6.1-stable review patch. If anyone has any objections, please let me know.
------------------
From: Filipe Manana fdmanana@suse.com
[ Upstream commit 986bf6ed44dff7fbae7b43a0882757ee7f5ba21b ]
At inode_logged() we do a couple lockless checks for ->logged_trans, and these are generally safe except the second one in case we get a load or store tearing due to a concurrent call updating ->logged_trans (either at btrfs_log_inode() or later at inode_logged()).
In the first case it's safe to compare to the current transaction ID since once ->logged_trans is set the current transaction, we never set it to a lower value.
In the second case, where we check if it's greater than zero, we are prone to load/store tearing races, since we can have a concurrent task updating to the current transaction ID with store tearing for example, instead of updating with a single 64 bits write, to update with two 32 bits writes or four 16 bits writes.
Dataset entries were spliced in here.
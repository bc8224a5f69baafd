//! JSON corpus loading.
//!
//! A corpus file carries both halves of the knowledge base:
//!
//! ```json
//! {
//!   "chunks": [{ "id": "c1", "title": "...", "content": "...", "topics": ["..."] }],
//!   "nodes":  [{ "id": "fastapi", "name": "FastAPI", "label": "Framework" }],
//!   "edges":  [{ "from": "fastapi", "to": "auth", "relationship": "COVERS_TOPIC" }]
//! }
//! ```
//!
//! Chunks without an embedding are embedded with [`HashEmbeddingProvider`].
//! `ChunkRef` nodes whose id matches a chunk inherit its snippet, source, and
//! topics when they do not set them.

use std::path::Path;

use serde::Deserialize;
use weft_core::{Chunk, Error, Result, snippet};
use weft_graph::{Edge, GraphData, GraphNode, NodeLabel};
use weft_vector::{HashEmbeddingProvider, InMemoryVectorStore, VectorStore};

/// Snippet length stored on `ChunkRef` nodes filled from chunk content.
const CHUNK_REF_SNIPPET_LENGTH: usize = 200;

fn default_quality() -> f32 {
    1.0
}

/// A chunk as written in a corpus file.
#[derive(Debug, Deserialize)]
pub struct ChunkRecord {
    /// Chunk id.
    pub id: String,
    /// Title.
    pub title: String,
    /// Body text.
    pub content: String,
    /// Source name.
    #[serde(default)]
    pub source_name: String,
    /// Source URL.
    #[serde(default)]
    pub url: String,
    /// Topics.
    #[serde(default)]
    pub topics: Vec<String>,
    /// Quality score in `[0, 1]`.
    #[serde(default = "default_quality")]
    pub quality_score: f32,
    /// Precomputed embedding; computed on load when absent.
    #[serde(default)]
    pub embedding: Option<Vec<f32>>,
}

impl ChunkRecord {
    fn into_chunk(self, embedder: &HashEmbeddingProvider) -> Chunk {
        let embedding = self
            .embedding
            .unwrap_or_else(|| embedder.embed_text(&self.content));
        let mut chunk = Chunk::new(self.id, self.title, self.content)
            .with_source(self.source_name, self.url)
            .with_quality(self.quality_score)
            .with_embedding(embedding);
        chunk.topics.extend(self.topics);
        chunk
    }
}

/// Raw corpus file contents.
#[derive(Debug, Default, Deserialize)]
#[serde(default)]
pub struct CorpusFile {
    /// Chunks for the vector store.
    pub chunks: Vec<ChunkRecord>,
    /// Graph nodes.
    pub nodes: Vec<GraphNode>,
    /// Graph edges.
    pub edges: Vec<Edge>,
}

/// A loaded corpus, ready to back an engine.
pub struct Corpus {
    /// Chunks with embeddings.
    pub vector: InMemoryVectorStore,
    /// Knowledge graph.
    pub graph: GraphData,
}

impl Corpus {
    /// Reads and builds a corpus from a JSON file.
    pub fn load(path: &Path) -> Result<Self> {
        let content = std::fs::read_to_string(path).map_err(|e| Error::io_with_path(e, path))?;
        let file: CorpusFile = serde_json::from_str(&content)
            .map_err(|e| Error::config(format!("Failed to parse {}: {e}", path.display())))?;
        let corpus = Self::from_file(file)?;
        log::info!(
            "Loaded corpus {}: {} chunks, {} nodes, {} edges",
            path.display(),
            corpus.vector.chunk_count(),
            corpus.graph.node_count(),
            corpus.graph.edge_count()
        );
        Ok(corpus)
    }

    /// Builds a corpus from parsed file contents.
    pub fn from_file(file: CorpusFile) -> Result<Self> {
        let embedder = HashEmbeddingProvider::default();
        let chunks: Vec<Chunk> = file
            .chunks
            .into_iter()
            .map(|record| record.into_chunk(&embedder))
            .collect();

        let mut graph = GraphData::new();
        for node in file.nodes {
            let node = match chunks.iter().find(|c| c.id == node.id) {
                Some(chunk) if node.label == NodeLabel::ChunkRef => fill_chunk_ref(node, chunk),
                _ => node,
            };
            graph.add_node(node);
        }
        for edge in file.edges {
            graph.add_edge(edge)?;
        }

        let mut vector = InMemoryVectorStore::new();
        vector.extend(chunks);
        Ok(Self { vector, graph })
    }
}

fn fill_chunk_ref(mut node: GraphNode, chunk: &Chunk) -> GraphNode {
    if node.property_str("snippet").is_none() {
        node = node.with_property("snippet", snippet(&chunk.content, CHUNK_REF_SNIPPET_LENGTH));
    }
    if node.property_str("source_name").is_none() && !chunk.source_name.is_empty() {
        node = node.with_property("source_name", chunk.source_name.clone());
    }
    if node.property_strings("topics").is_empty() && !chunk.topics.is_empty() {
        node = node.with_property("topics", chunk.topics.iter().cloned().collect::<Vec<_>>());
    }
    node
}

// ============================================================================
// Tests
// ============================================================================
//! Command-line argument definitions.

use std::path::PathBuf;

use clap::{Parser, Subcommand};

/// Default corpus location, relative to the working directory.
pub const DEFAULT_CORPUS: &str = "demos/fastapi-corpus.json";

/// Weft - hybrid knowledge query engine
#[derive(Parser, Debug)]
#[command(name = "weft")]
#[command(author, version, about = "Query a knowledge corpus by vector similarity and graph proximity", long_about = None)]
pub struct Cli {
    /// Configuration file (TOML)
    #[arg(short, long, env = "WEFT_CONFIG", global = true)]
    pub config: Option<PathBuf>,

    /// Corpus file (JSON chunks, nodes, and edges)
    #[arg(long, env = "WEFT_CORPUS", default_value = DEFAULT_CORPUS, global = true)]
    pub corpus: PathBuf,

    /// Redis URL for the result cache (in-memory when omitted)
    #[cfg(feature = "redis")]
    #[arg(long, env = "WEFT_REDIS_URL", global = true)]
    pub redis_url: Option<String>,

    /// Log at debug level unless RUST_LOG says otherwise
    #[arg(short, long, global = true)]
    pub verbose: bool,

    #[command(subcommand)]
    pub command: Command,
}

/// Top-level commands.
#[derive(Subcommand, Debug)]
pub enum Command {
    /// Search the corpus
    Search {
        /// Query text
        query: String,

        /// Execution strategy (e.g. hybrid-balanced, graph-only); the
        /// analyzer picks one when omitted
        #[arg(short, long)]
        strategy: Option<String>,

        /// Maximum number of results
        #[arg(short, long)]
        limit: Option<usize>,

        /// Minimum chunk quality score
        #[arg(short, long)]
        quality_threshold: Option<f32>,

        /// Print the full response as JSON
        #[arg(long)]
        json: bool,

        /// Run the query this many times (later runs hit the cache)
        #[arg(long, default_value_t = 1)]
        repeat: usize,
    },

    /// Suggest known concepts for a partial query
    Suggest {
        /// Partial text
        partial: String,
    },

    /// Show how a query is analyzed
    Analyze {
        /// Query text
        query: String,
    },

    /// Configuration commands
    Config {
        /// Config action
        #[command(subcommand)]
        action: ConfigAction,
    },
}

/// Configuration subcommands.
#[derive(Subcommand, Debug)]
pub enum ConfigAction {
    /// Print the resolved configuration as TOML
    Show,

    /// Get one configuration value
    Get {
        /// Field name (e.g. semantic_weight)
        key: String,
    },

    /// Set one value in a configuration file
    Set {
        /// Field name
        key: String,
        /// New value
        value: String,
    },

    /// Write a default configuration file
    Init {
        /// Output path
        #[arg(long, default_value = "weft.toml")]
        file: PathBuf,

        /// Overwrite an existing file
        #[arg(long)]
        force: bool,
    },

    /// Print the configuration as WEFT_* environment variables
    Export {
        /// Format as docker --env flags
        #[arg(long)]
        docker_env: bool,
    },
}

// ============================================================================
// Tests
// ============================================================================
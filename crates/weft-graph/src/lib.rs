//! Knowledge graph search for the Weft query engine.
//!
//! The graph links frameworks, documentation sources, topics, and chunk
//! references. This crate provides:
//!
//! - [`GraphData`]: petgraph-backed storage with id and name lookup
//! - [`GraphStore`]: the backend seam (`match_nodes`, `expand`, `traverse`)
//! - [`GraphSearchAdapter`]: the engine-facing graph signal
//!
//! # Example
//!
//! ```rust
//! use std::sync::Arc;
//! use std::time::Duration;
//! use weft_core::RequestContext;
//! use weft_graph::{Edge, GraphData, GraphNode, GraphSearchAdapter, InMemoryGraphStore, NodeLabel, Relationship};
//!
//! # tokio_test::block_on(async {
//! let mut graph = GraphData::new();
//! graph.add_node(GraphNode::new("fastapi", "FastAPI", NodeLabel::Framework));
//! graph.add_node(GraphNode::new("auth", "Authentication", NodeLabel::Topic));
//! graph.add_edge(Edge::new("fastapi", "auth", Relationship::CoversTopic)).unwrap();
//!
//! let adapter = GraphSearchAdapter::new(Arc::new(InMemoryGraphStore::new(graph)));
//! let ctx = RequestContext::new(Duration::from_secs(1));
//! let results = adapter
//!     .graph_search(&ctx, &["fastapi".to_string()], 2, 10)
//!     .await
//!     .unwrap();
//! assert_eq!(results[1].id, "auth");
//! assert_eq!(results[1].graph_score, Some(0.5));
//! # });
//! ```

pub mod adapter;
pub mod algorithms;
pub mod store;
pub mod types;

pub use adapter::{GraphSearchAdapter, proximity_score};
pub use store::{GraphStore, InMemoryGraphStore, Neighbor, Reached};
pub use types::{Edge, GraphData, GraphNode, NodeLabel, Relationship};
//! Cache payload encoding.
//!
//! Values are serialized as JSON. Payloads larger than the compression
//! threshold are gzip-compressed. The first byte of every payload records
//! which form follows, so reads never need to guess.

use std::io::{Read, Write};

use flate2::Compression;
use flate2::read::GzDecoder;
use flate2::write::GzEncoder;
use serde::Serialize;
use serde::de::DeserializeOwned;
use weft_core::{Error, Result};

/// Header byte: plain JSON follows.
pub const FORMAT_JSON: u8 = 0;

/// Header byte: gzip-compressed JSON follows.
pub const FORMAT_GZIP: u8 = 1;

/// An encoded payload ready for a backend.
#[derive(Clone, Debug, PartialEq, Eq)]
pub struct Encoded {
    /// Header byte plus body.
    pub bytes: Vec<u8>,
    /// Whether the body is compressed.
    pub compressed: bool,
}

/// Serialize `value`, compressing when the JSON exceeds `threshold` bytes.
pub fn encode<T: Serialize + ?Sized>(value: &T, threshold: usize) -> Result<Encoded> {
    let json = serde_json::to_vec(value)?;

    if json.len() <= threshold {
        let mut bytes = Vec::with_capacity(json.len() + 1);
        bytes.push(FORMAT_JSON);
        bytes.extend_from_slice(&json);
        return Ok(Encoded {
            bytes,
            compressed: false,
        });
    }

    let mut encoder = GzEncoder::new(vec![FORMAT_GZIP], Compression::fast());
    encoder
        .write_all(&json)
        .map_err(|e| Error::cache(format!("gzip encode failed: {e}")))?;
    let bytes = encoder
        .finish()
        .map_err(|e| Error::cache(format!("gzip encode failed: {e}")))?;

    log::trace!("Compressed cache payload {} -> {} bytes", json.len(), bytes.len());
    Ok(Encoded {
        bytes,
        compressed: true,
    })
}

/// Decode a payload produced by [`encode`].
pub fn decode<T: DeserializeOwned>(payload: &[u8]) -> Result<T> {
    let (format, body) = payload
        .split_first()
        .ok_or_else(|| Error::cache("empty cache payload"))?;

    match *format {
        FORMAT_JSON => Ok(serde_json::from_slice(body)?),
        FORMAT_GZIP => {
            let mut json = Vec::new();
            GzDecoder::new(body)
                .read_to_end(&mut json)
                .map_err(|e| Error::cache(format!("gzip decode failed: {e}")))?;
            Ok(serde_json::from_slice(&json)?)
        }
        other => Err(Error::cache(format!("unknown cache payload format {other}"))),
    }
}

// ============================================================================
// Tests
// ============================================================================

#[cfg(test)]
#[allow(clippy::unwrap_used)]
mod tests {
    use super::*;

    #[test]
    fn test_small_payload_is_plain() {
        let encoded = encode(&vec!["a", "b"], 1024).unwrap();
        assert!(!encoded.compressed);
        assert_eq!(encoded.bytes[0], FORMAT_JSON);
        assert_eq!(&encoded.bytes[1..], br#"["a","b"]"#);
    }

    #[test]
    fn test_large_payload_is_compressed_and_restored() {
        let value: Vec<String> = (0..200).map(|i| format!("result-{i}")).collect();
        let encoded = encode(&value, 1024).unwrap();
        assert!(encoded.compressed);
        assert_eq!(encoded.bytes[0], FORMAT_GZIP);
        assert!(encoded.bytes.len() < serde_json::to_vec(&value).unwrap().len());

        let decoded: Vec<String> = decode(&encoded.bytes).unwrap();
        assert_eq!(decoded, value);
    }

    #[test]
    fn test_threshold_boundary() {
        let json_len = serde_json::to_vec("abc").unwrap().len();
        assert!(!encode("abc", json_len).unwrap().compressed);
        assert!(encode("abc", json_len - 1).unwrap().compressed);
    }

    #[test]
    fn test_decode_rejects_bad_payloads() {
        assert!(matches!(
            decode::<String>(&[]).unwrap_err(),
            Error::CacheBackend(_)
        ));
        assert!(matches!(
            decode::<String>(&[9, b'1']).unwrap_err(),
            Error::CacheBackend(_)
        ));
        assert!(matches!(
            decode::<String>(&[FORMAT_JSON, b'{']).unwrap_err(),
            Error::Serialization(_)
        ));
        assert!(decode::<String>(&[FORMAT_GZIP, 1, 2, 3]).is_err());
    }
}
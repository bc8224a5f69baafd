//! Query command handlers.
//!
//! Each handler returns the text it would print so the formatting can be
//! tested without capturing stdout.

use std::fmt::Write;
use std::path::Path;
use std::sync::Arc;

use weft_cache::CacheBackend;
use weft_core::{EngineConfig, Result, Strategy};
use weft_query::{HybridQueryEngine, SearchOptions, SearchResponse};

use crate::corpus::Corpus;

/// Search flags from the command line.
#[derive(Clone, Debug, Default)]
pub struct SearchArgs {
    /// Strategy name; the analyzer decides when absent.
    pub strategy: Option<String>,
    /// Result limit.
    pub limit: Option<usize>,
    /// Minimum chunk quality.
    pub quality_threshold: Option<f32>,
    /// Emit JSON instead of a table.
    pub json: bool,
    /// Number of times to run the query.
    pub repeat: usize,
}

impl SearchArgs {
    fn options(&self) -> Result<SearchOptions> {
        let mut options = SearchOptions::new();
        if let Some(name) = &self.strategy {
            options = options.with_strategy(name.parse::<Strategy>()?);
        }
        if let Some(limit) = self.limit {
            options = options.with_limit(limit);
        }
        if let Some(threshold) = self.quality_threshold {
            options = options.with_quality_threshold(threshold);
        }
        Ok(options)
    }
}

/// Builds an engine over a corpus file.
pub async fn build_engine(
    config: EngineConfig,
    corpus_path: &Path,
    cache: Option<Arc<dyn CacheBackend>>,
) -> Result<HybridQueryEngine> {
    let corpus = Corpus::load(corpus_path)?;
    let mut builder = HybridQueryEngine::builder()
        .config(config)
        .vector_store(Arc::new(corpus.vector))
        .graph_store(Arc::new(weft_graph::InMemoryGraphStore::new(corpus.graph)));
    if let Some(cache) = cache {
        builder = builder.cache_backend(cache);
    }
    builder.build().await
}

/// Runs a search `args.repeat` times and renders every response.
pub async fn cmd_search(engine: &HybridQueryEngine, query: &str, args: &SearchArgs) -> Result<String> {
    let options = args.options()?;
    let mut out = String::new();

    for run in 0..args.repeat.max(1) {
        let response = engine.search(query, options.clone()).await?;
        if args.json {
            out.push_str(&serde_json::to_string_pretty(&response)?);
            out.push('\n');
        } else {
            if args.repeat > 1 {
                let _ = writeln!(out, "# run {}", run + 1);
            }
            out.push_str(&format_response(&response));
        }
    }

    if args.repeat > 1 && !args.json {
        let stats = engine.stats();
        let cache = engine.cache_stats();
        let _ = writeln!(
            out,
            "requests: {}  cache hits: {}  degraded: {}  mean latency: {:.2}ms  cache hit rate: {:.0}%",
            stats.requests,
            stats.cache_hits,
            stats.degraded,
            stats.mean_latency_ms,
            cache.hit_rate() * 100.0
        );
    }
    Ok(out)
}

/// Renders ranked results followed by a one-line metrics summary.
pub fn format_response(response: &SearchResponse) -> String {
    let mut out = String::new();

    if response.results.is_empty() {
        out.push_str("No results.\n");
    }
    for (rank, result) in response.results.iter().enumerate() {
        let via: Vec<String> = result.found_via.iter().map(ToString::to_string).collect();
        let _ = writeln!(
            out,
            "{:>2}. {:.3}  {}  [{}]",
            rank + 1,
            result.combined_score,
            result.title,
            via.join("+")
        );
        if !result.snippet.is_empty() {
            let _ = writeln!(out, "      {}", result.snippet);
        }
        if !result.source_name.is_empty() {
            let _ = writeln!(out, "      source: {}  id: {}", result.source_name, result.id);
        }
    }

    let metrics = &response.metrics;
    let _ = writeln!(
        out,
        "strategy: {}  total: {:.2}ms  semantic: {:?}  graph: {:?}  cache hit: {}  degraded: {}",
        metrics.strategy,
        metrics.total_ms,
        metrics.semantic_status,
        metrics.graph_status,
        metrics.cache_hit,
        metrics.degraded
    );
    out
}

/// Lists vocabulary concepts matching a partial query.
pub fn cmd_suggest(engine: &HybridQueryEngine, partial: &str) -> String {
    let suggestions = engine.suggest(partial);
    if suggestions.is_empty() {
        return "No suggestions.\n".to_string();
    }
    suggestions.into_iter().map(|s| s + "\n").collect()
}

/// Renders the query analysis as JSON.
pub async fn cmd_analyze(engine: &HybridQueryEngine, query: &str) -> Result<String> {
    let analysis = engine.analyze(query).await?;
    Ok(format!("{}\n", serde_json::to_string_pretty(&analysis)?))
}

// ============================================================================
// Tests
// ============================================================================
In that case the reading side at inode_logged() could see a positive value that does not match the current transaction and then return a false negative.
Fix this by doing the second check while holding the inode's spinlock, add some comments about it too. Also add the data_race() annotation to the first check to avoid any reports from KCSAN (or similar tools) and comment about it.
Fixes: 0f8ce49821de ("btrfs: avoid inode logging during rename and link when possible") Reviewed-by: Boris Burkov boris@bur.io Signed-off-by: Filipe Manana fdmanana@suse.com Signed-off-by: David Sterba dsterba@suse.com Signed-off-by: Sasha Levin sashal@kernel.org --- fs/btrfs/tree-log.c | 25 +++++++++++++++++++++---- 1 file changed, 21 insertions(+), 4 deletions(-)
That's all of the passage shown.